I-CON (short for "Island CONvention") was a (roughly) annual fan convention, held on various college campuses in Suffolk County, Long Island, New York. First held in 1982 on the campus of Stony Brook University, I-CON became a very eclectic convention. The programming included things normally found at different types of convention, like speeches by and talks with science fiction authors, extensive gaming, anime fandom, comics fandom, furry fandom, multiple movie showings, and medieval programming, as well as live performances. There was also a science track discussing recent developments in various branches of science and exploring the real science behind science fiction technologies. I-CON was jointly held by ICON Science Fiction, Inc., a tax-exempt educational foundation, and the I-CON Campus Chapter of Stony Brook.

History
I-CON was preceded by SUNYcon (April 14, 1973), Mudcon (May 8, 1977), and Brookcon (October 28–30, 1977), held on the Stony Brook campus.

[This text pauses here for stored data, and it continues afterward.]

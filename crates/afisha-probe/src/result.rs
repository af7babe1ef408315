//! Result and error types for afisha-probe.

use serde::{Deserialize, Serialize};
use std::fmt;
use thiserror::Error;

/// Result type for probe operations
pub type ProbeResult<T> = Result<T, ProbeError>;

/// Errors that can occur while driving the landing page
#[derive(Debug, Error)]
pub enum ProbeError {
    /// Locator resolved to zero nodes within the wait budget
    #[error("Element not found: {locator} (waited {waited_ms}ms)")]
    ElementNotFound {
        /// Locator description
        locator: String,
        /// Time spent waiting in milliseconds
        waited_ms: u64,
    },

    /// Node is present but never reached the required state
    #[error("Timeout {ms}ms exceeded waiting for {locator} to be {state}")]
    StateTimeout {
        /// Locator description
        locator: String,
        /// Required state (`attached` or `visible`)
        state: String,
        /// Timeout in milliseconds
        ms: u64,
    },

    /// Observed value did not match the expected predicate
    #[error("Assertion failed: {message}")]
    AssertionFailure {
        /// Error message
        message: String,
    },

    /// URL or load state did not change/settle as expected
    #[error("Navigation to URL {url} failed: {message}")]
    NavigationFailure {
        /// URL involved in the navigation
        url: String,
        /// Error message
        message: String,
    },

    /// Whole scenario exceeded its time budget
    #[error("Scenario timeout of {ms}ms exceeded")]
    ScenarioTimeout {
        /// Timeout in milliseconds
        ms: u64,
    },

    /// Operation called in the wrong scenario state
    #[error("Invalid state: {message}")]
    InvalidState {
        /// Error message
        message: String,
    },

    /// Browser launch error
    #[error("Failed to launch browser: {message}")]
    BrowserLaunch {
        /// Error message
        message: String,
    },

    /// Session (page/context) error
    #[error("Browser session error: {message}")]
    Session {
        /// Error message
        message: String,
    },

    /// In-page script evaluation failed
    #[error("Script evaluation failed: {message}")]
    Evaluation {
        /// Error message
        message: String,
    },

    /// Input simulation error
    #[error("Input simulation failed: {message}")]
    Input {
        /// Error message
        message: String,
    },

    /// Screenshot error
    #[error("Screenshot failed: {message}")]
    Screenshot {
        /// Error message
        message: String,
    },

    /// Configuration error
    #[error("Configuration error: {message}")]
    Config {
        /// Error message
        message: String,
    },

    /// IO error
    #[error("IO error: {0}")]
    Io(#[from] std::io::Error),

    /// JSON error
    #[error("JSON error: {0}")]
    Json(#[from] serde_json::Error),

    /// YAML error
    #[error("YAML error: {0}")]
    Yaml(#[from] serde_yaml_ng::Error),
}

impl ProbeError {
    /// Build an assertion failure
    #[must_use]
    pub fn assertion(message: impl Into<String>) -> Self {
        Self::AssertionFailure {
            message: message.into(),
        }
    }

    /// Build a navigation failure
    #[must_use]
    pub fn navigation(url: impl Into<String>, message: impl Into<String>) -> Self {
        Self::NavigationFailure {
            url: url.into(),
            message: message.into(),
        }
    }

    /// Build a session error
    #[must_use]
    pub fn session(message: impl Into<String>) -> Self {
        Self::Session {
            message: message.into(),
        }
    }

    /// Build a configuration error
    #[must_use]
    pub fn config(message: impl Into<String>) -> Self {
        Self::Config {
            message: message.into(),
        }
    }

    /// Report category for this failure
    #[must_use]
    pub const fn category(&self) -> FailureCategory {
        match self {
            Self::NavigationFailure { .. } => FailureCategory::Navigation,
            Self::ElementNotFound { .. } => FailureCategory::ElementNotFound,
            Self::StateTimeout { .. } | Self::ScenarioTimeout { .. } => FailureCategory::Timeout,
            Self::AssertionFailure { .. } => FailureCategory::Assertion,
            _ => FailureCategory::Infrastructure,
        }
    }
}

/// Failure buckets used when grouping scenario results in reports
#[derive(Debug, Clone, Copy, PartialEq, Eq, Hash, PartialOrd, Ord, Serialize, Deserialize)]
#[serde(rename_all = "snake_case")]
pub enum FailureCategory {
    /// Navigation errors
    Navigation,
    /// Element not found
    ElementNotFound,
    /// Timeout errors
    Timeout,
    /// Observed value mismatches
    Assertion,
    /// Browser, IO or configuration problems
    Infrastructure,
}

impl FailureCategory {
    /// All categories in report order
    pub const ALL: [Self; 5] = [
        Self::Navigation,
        Self::ElementNotFound,
        Self::Timeout,
        Self::Assertion,
        Self::Infrastructure,
    ];

    /// Human readable label
    #[must_use]
    pub const fn label(self) -> &'static str {
        match self {
            Self::Navigation => "Navigation errors",
            Self::ElementNotFound => "Element not found",
            Self::Timeout => "Timeout errors",
            Self::Assertion => "Assertion failures",
            Self::Infrastructure => "Infrastructure errors",
        }
    }
}

impl fmt::Display for FailureCategory {
    fn fmt(&self, f: &mut fmt::Formatter<'_>) -> fmt::Result {
        f.write_str(self.label())
    }
}
//! Carousel controls and the direct-control / keyboard strategy.

use crate::driver::{BrowserSession, Key};
use crate::locator::Locator;
use crate::registry::ElementId;
use crate::result::{ProbeError, ProbeResult};
use crate::wait::{wait_for_state, ElementState, WaitOptions};
use serde::{Deserialize, Serialize};
use std::fmt;
use std::str::FromStr;
use tracing::{debug, info};

/// Scroll direction
#[derive(Debug, Clone, Copy, PartialEq, Eq, Hash, Serialize, Deserialize)]
#[serde(rename_all = "lowercase")]
pub enum Direction {
    /// Towards earlier content
    Left,
    /// Towards later content
    Right,
}

impl Direction {
    /// Arrow key moving the carousel this way
    #[must_use]
    pub const fn key(self) -> Key {
        match self {
            Self::Left => Key::ArrowLeft,
            Self::Right => Key::ArrowRight,
        }
    }

    /// The other direction
    #[must_use]
    pub const fn opposite(self) -> Self {
        match self {
            Self::Left => Self::Right,
            Self::Right => Self::Left,
        }
    }
}

impl fmt::Display for Direction {
    fn fmt(&self, f: &mut fmt::Formatter<'_>) -> fmt::Result {
        match self {
            Self::Left => f.write_str("left"),
            Self::Right => f.write_str("right"),
        }
    }
}

impl FromStr for Direction {
    type Err = String;

    fn from_str(s: &str) -> Result<Self, Self::Err> {
        match s.trim().to_lowercase().as_str() {
            "left" | "влево" => Ok(Self::Left),
            "right" | "вправо" => Ok(Self::Right),
            other => Err(format!("unknown direction: {other}")),
        }
    }
}

/// Horizontally scrolling blocks of the landing page
#[derive(Debug, Clone, Copy, PartialEq, Eq, Hash)]
pub enum Carousel {
    /// Horizontal date calendar
    Calendar,
    /// Featured banner slider
    Banner,
    /// Top events block
    TopEvents,
}

impl Carousel {
    /// Control element scrolling this carousel in `direction`
    #[must_use]
    pub const fn control(self, direction: Direction) -> ElementId {
        match (self, direction) {
            (Self::Calendar, Direction::Left) => ElementId::CalendarControlLeft,
            (Self::Calendar, Direction::Right) => ElementId::CalendarControlRight,
            (Self::Banner, Direction::Left) => ElementId::BannerControlLeft,
            (Self::Banner, Direction::Right) => ElementId::BannerControlRight,
            (Self::TopEvents, Direction::Left) => ElementId::TopControlLeft,
            (Self::TopEvents, Direction::Right) => ElementId::TopControlRight,
        }
    }
}

/// How a carousel is advanced
#[derive(Debug, Clone, Copy, PartialEq, Eq, Hash, Serialize, Deserialize)]
#[serde(rename_all = "snake_case")]
pub enum ControlStrategy {
    /// Dispatch a click on the directional control
    DirectControl,
    /// Press the arrow key for the direction
    KeyboardFallback,
}

impl ControlStrategy {
    /// Pick a strategy by checking whether `control` attaches within `options`.
    ///
    /// Absence of the control selects the keyboard path; any other session
    /// error is propagated.
    pub async fn probe<S: BrowserSession + ?Sized>(
        session: &S,
        control: &Locator,
        options: WaitOptions,
    ) -> ProbeResult<Self> {
        match wait_for_state(session, control, ElementState::Attached, options).await {
            Ok(()) => Ok(Self::DirectControl),
            Err(ProbeError::ElementNotFound { .. } | ProbeError::StateTimeout { .. }) => {
                info!(%control, "control not attached, using keyboard");
                Ok(Self::KeyboardFallback)
            }
            Err(e) => Err(e),
        }
    }

    /// Advance the carousel once
    pub async fn advance<S: BrowserSession + ?Sized>(
        self,
        session: &S,
        control: &Locator,
        direction: Direction,
    ) -> ProbeResult<()> {
        debug!(strategy = ?self, %direction, "advancing carousel");
        match self {
            Self::DirectControl => session.dispatch_click(control).await,
            Self::KeyboardFallback => session.press_key(direction.key()).await,
        }
    }
}

impl fmt::Display for ControlStrategy {
    fn fmt(&self, f: &mut fmt::Formatter<'_>) -> fmt::Result {
        match self {
            Self::DirectControl => f.write_str("direct control"),
            Self::KeyboardFallback => f.write_str("keyboard fallback"),
        }
    }
}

I-CON was held annually from 1983 through 2012 at Stony Brook University, except for 2009, when it relocated temporarily to the Brentwood campus of Suffolk County Community College, due to planned construction at Stony Brook University.

In the spring of 2012, I-CON was informed that the Stony Brook Sports Complex would be unavailable due to construction in 2013. ICON Science Fiction, Inc. scouted several possible locations on Long Island as an alternative venue, eventually entering into an agreement with Hofstra University. Due to many compounding issues including finances and delays caused by Hurricane Sandy, the board decided to postpone I-CON 32, with plans to raise funds via smaller events and return in 2014, but made no announcements about future dates.

I-CON ran smaller conventions, LI-CON, in 2014 and 2015, at other venues on Long Island.

I-CON 32 occurred on March 17–19, 2017, at Suffolk County Community College, Grant Campus, Brentwood, New York.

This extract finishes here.